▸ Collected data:
◆ ◆ ◆

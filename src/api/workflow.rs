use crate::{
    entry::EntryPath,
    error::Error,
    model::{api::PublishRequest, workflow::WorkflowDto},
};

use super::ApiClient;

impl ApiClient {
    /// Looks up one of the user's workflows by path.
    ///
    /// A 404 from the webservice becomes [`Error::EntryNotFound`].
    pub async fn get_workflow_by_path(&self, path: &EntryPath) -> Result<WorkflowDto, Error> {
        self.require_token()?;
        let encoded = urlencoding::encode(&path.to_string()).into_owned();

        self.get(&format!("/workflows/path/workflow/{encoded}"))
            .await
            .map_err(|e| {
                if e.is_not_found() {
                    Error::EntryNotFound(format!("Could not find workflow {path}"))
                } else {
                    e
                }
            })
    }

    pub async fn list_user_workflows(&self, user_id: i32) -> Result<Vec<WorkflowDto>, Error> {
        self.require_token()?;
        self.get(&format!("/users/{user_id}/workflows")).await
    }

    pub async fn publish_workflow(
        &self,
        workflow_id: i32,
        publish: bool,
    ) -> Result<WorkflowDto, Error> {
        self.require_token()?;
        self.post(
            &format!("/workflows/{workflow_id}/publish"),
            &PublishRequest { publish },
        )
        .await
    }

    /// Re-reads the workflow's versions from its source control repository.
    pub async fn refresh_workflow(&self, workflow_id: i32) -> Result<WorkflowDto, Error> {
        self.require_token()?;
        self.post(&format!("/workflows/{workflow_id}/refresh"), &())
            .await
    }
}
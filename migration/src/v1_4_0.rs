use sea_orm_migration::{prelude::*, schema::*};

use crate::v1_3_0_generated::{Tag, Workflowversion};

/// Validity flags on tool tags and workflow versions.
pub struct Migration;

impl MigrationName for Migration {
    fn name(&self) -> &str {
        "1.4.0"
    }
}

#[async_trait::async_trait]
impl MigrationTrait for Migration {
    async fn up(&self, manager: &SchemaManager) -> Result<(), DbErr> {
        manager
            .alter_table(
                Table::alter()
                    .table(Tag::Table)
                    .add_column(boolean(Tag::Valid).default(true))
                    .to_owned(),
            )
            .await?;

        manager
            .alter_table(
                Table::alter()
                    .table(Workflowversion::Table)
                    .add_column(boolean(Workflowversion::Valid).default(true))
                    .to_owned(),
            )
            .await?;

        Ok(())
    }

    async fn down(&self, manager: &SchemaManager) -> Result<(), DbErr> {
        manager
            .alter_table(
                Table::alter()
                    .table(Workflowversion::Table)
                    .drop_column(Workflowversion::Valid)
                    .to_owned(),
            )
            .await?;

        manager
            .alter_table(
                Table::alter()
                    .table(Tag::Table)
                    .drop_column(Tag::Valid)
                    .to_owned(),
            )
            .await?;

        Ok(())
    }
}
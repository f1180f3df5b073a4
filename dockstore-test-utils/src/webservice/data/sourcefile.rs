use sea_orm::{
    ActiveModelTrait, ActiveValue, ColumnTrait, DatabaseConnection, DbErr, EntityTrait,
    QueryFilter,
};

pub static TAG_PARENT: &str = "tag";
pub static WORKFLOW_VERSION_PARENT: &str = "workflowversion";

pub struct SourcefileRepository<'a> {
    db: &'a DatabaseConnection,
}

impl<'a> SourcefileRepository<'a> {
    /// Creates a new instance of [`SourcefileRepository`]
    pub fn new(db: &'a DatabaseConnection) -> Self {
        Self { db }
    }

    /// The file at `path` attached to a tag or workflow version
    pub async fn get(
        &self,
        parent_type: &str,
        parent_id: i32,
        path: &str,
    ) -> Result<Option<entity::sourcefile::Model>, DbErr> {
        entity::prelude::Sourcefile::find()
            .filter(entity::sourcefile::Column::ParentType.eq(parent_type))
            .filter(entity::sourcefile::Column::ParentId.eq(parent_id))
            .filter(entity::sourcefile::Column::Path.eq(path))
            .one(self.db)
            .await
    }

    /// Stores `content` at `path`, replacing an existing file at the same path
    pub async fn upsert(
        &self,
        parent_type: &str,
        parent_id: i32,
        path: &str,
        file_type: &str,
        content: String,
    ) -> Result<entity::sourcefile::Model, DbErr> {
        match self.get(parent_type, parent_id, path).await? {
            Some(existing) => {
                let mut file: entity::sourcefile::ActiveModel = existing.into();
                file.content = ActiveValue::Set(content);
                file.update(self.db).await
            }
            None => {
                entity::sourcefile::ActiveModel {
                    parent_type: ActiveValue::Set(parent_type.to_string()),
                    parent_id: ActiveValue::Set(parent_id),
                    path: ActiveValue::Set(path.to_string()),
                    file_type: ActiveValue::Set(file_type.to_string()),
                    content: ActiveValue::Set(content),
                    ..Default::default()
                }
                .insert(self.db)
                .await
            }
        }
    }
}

◆ ◆ ◆

▸ What is expected: A single figure must be given: how many lines of the records above include the string "default".

▸ Problem solution: 3